• Requirement:
Your answer must be a single number: how many lines in the records include the word "where".

━━━ The data

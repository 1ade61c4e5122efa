//! Convenience re-exports for common cci-z types.
//!
//! Import everything with `use cci_z::prelude::*;`.

/// Required to call `.build()` on any builder type.
pub use crate::Builder;

pub use crate::broker::{Broker, BrokerSetError, WeakBroker};
pub use crate::callback::{
    CallbackEvent, CallbackHandle, CallbackReturn, CallbackType, ObserverId,
};
pub use crate::config::BrokerBuilder;
pub use crate::error::{AccessError, Error, Result};
pub use crate::event::{ParamEvent, ParamEventKind};
pub use crate::lifecycle::{Lifecycle, Phase};
pub use crate::originator::Originator;
pub use crate::param::{LockToken, Mutability, Param, ParamBuilder, ParamHandle};
pub use crate::resolver::BrokerResolver;
pub use crate::value::ParamValue;
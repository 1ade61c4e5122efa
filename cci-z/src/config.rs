//! Broker configuration.
//!
//! Init values can be given programmatically or through the environment:
//!
//! ```bash
//! export CCIZ_INIT_VALUES='top.cpu.freq=100;top.mem.size=4096;top.name="cpu0"'
//! ```
//!
//! Each pair is `name=value` where `value` is canonical (JSON) text.

use tracing::debug;

use crate::Builder;
use crate::broker::Broker;
use crate::error::{Error, Result};
use crate::lifecycle::Lifecycle;

pub const INIT_VALUES_ENV: &str = "CCIZ_INIT_VALUES";

/// Builder for a [`Broker`].
#[derive(Debug, Default)]
pub struct BrokerBuilder {
    name: String,
    lifecycle: Option<Lifecycle>,
    init_values: Vec<(String, String)>,
    use_env: bool,
}

impl BrokerBuilder {
    pub fn new(name: impl Into<String>) -> Self {
        Self {
            name: name.into(),
            ..Default::default()
        }
    }

    /// Share an elaboration boundary with other brokers.
    pub fn with_lifecycle(mut self, lifecycle: Lifecycle) -> Self {
        self.lifecycle = Some(lifecycle);
        self
    }

    pub fn with_init_value(mut self, name: impl Into<String>, text: impl Into<String>) -> Self {
        self.init_values.push((name.into(), text.into()));
        self
    }

    pub fn with_init_values<I, K, V>(mut self, values: I) -> Self
    where
        I: IntoIterator<Item = (K, V)>,
        K: Into<String>,
        V: Into<String>,
    {
        self.init_values
            .extend(values.into_iter().map(|(k, v)| (k.into(), v.into())));
        self
    }

    /// Also read init values from `CCIZ_INIT_VALUES` at build time.
    ///
    /// Environment values are applied after programmatic ones and win on
    /// conflict.
    pub fn with_env_init_values(mut self) -> Self {
        self.use_env = true;
        self
    }
}

impl Builder for BrokerBuilder {
    type Output = Broker;

    #[tracing::instrument(name = "broker_build", skip(self), fields(name = %self.name))]
    fn build(self) -> Result<Broker> {
        let mut init_values = self.init_values;
        if self.use_env {
            if let Ok(text) = std::env::var(INIT_VALUES_ENV) {
                debug!("[CFG] Applying init values from {}: {}", INIT_VALUES_ENV, text);
                init_values.extend(parse_init_values(&text)?);
            }
        }

        let broker = Broker::from_parts(self.name, self.lifecycle.unwrap_or_default());
        for (name, text) in &init_values {
            broker.set_init_value(name, text)?;
        }
        Ok(broker)
    }
}

/// Parse `name=value;name=value` pairs. Empty pairs are skipped; values must
/// be valid JSON.
pub fn parse_init_values(text: &str) -> Result<Vec<(String, String)>> {
    let mut values = Vec::new();
    for pair in text.split(';') {
        let pair = pair.trim();
        if pair.is_empty() {
            continue;
        }
        let Some((name, value)) = pair.split_once('=') else {
            return Err(Error::InvalidOverride(pair.to_string()));
        };
        let (name, value) = (name.trim(), value.trim());
        if name.is_empty() {
            return Err(Error::InvalidOverride(pair.to_string()));
        }
        serde_json::from_str::<serde_json::Value>(value).map_err(|e| Error::InvalidInitValue {
            name: name.to_string(),
            reason: e.to_string(),
        })?;
        debug!("[CFG] Init value: {} = {}", name, value);
        values.push((name.to_string(), value.to_string()));
    }
    Ok(values)
}

#[cfg(test)]
mod tests {
    use super::*;

    #[test]
    fn test_parse_pairs() {
        let values = parse_init_values(r#" a.b=1; c="x=y" ;;d=[1,2]"#).unwrap();
        assert_eq!(
            values,
            [
                ("a.b".to_string(), "1".to_string()),
                ("c".to_string(), "\"x=y\"".to_string()),
                ("d".to_string(), "[1,2]".to_string()),
            ]
        );
    }

    #[test]
    fn test_parse_errors() {
        assert_eq!(
            parse_init_values("a.b"),
            Err(Error::InvalidOverride("a.b".into()))
        );
        assert_eq!(
            parse_init_values("=1"),
            Err(Error::InvalidOverride("=1".into()))
        );
        assert!(matches!(
            parse_init_values("a=not json"),
            Err(Error::InvalidInitValue { name, .. }) if name == "a"
        ));
    }

    #[test]
    fn test_builder_applies_init_values() {
        let lifecycle = Lifecycle::new();
        let broker = BrokerBuilder::new("configured")
            .with_lifecycle(lifecycle.clone())
            .with_init_value("x", "1")
            .with_init_values([("y", "true"), ("z", "\"s\"")])
            .build()
            .unwrap();
        assert_eq!(broker.name(), "configured");
        assert!(broker.lifecycle().same_as(&lifecycle));
        assert_eq!(broker.unconsumed_init_values().len(), 3);
    }

    #[test]
    fn test_builder_rejects_bad_value() {
        let err = BrokerBuilder::new("b")
            .with_init_value("x", "{")
            .build()
            .unwrap_err();
        assert!(matches!(err, Error::InvalidInitValue { .. }));
    }
}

━━━━━━

• Response area:
2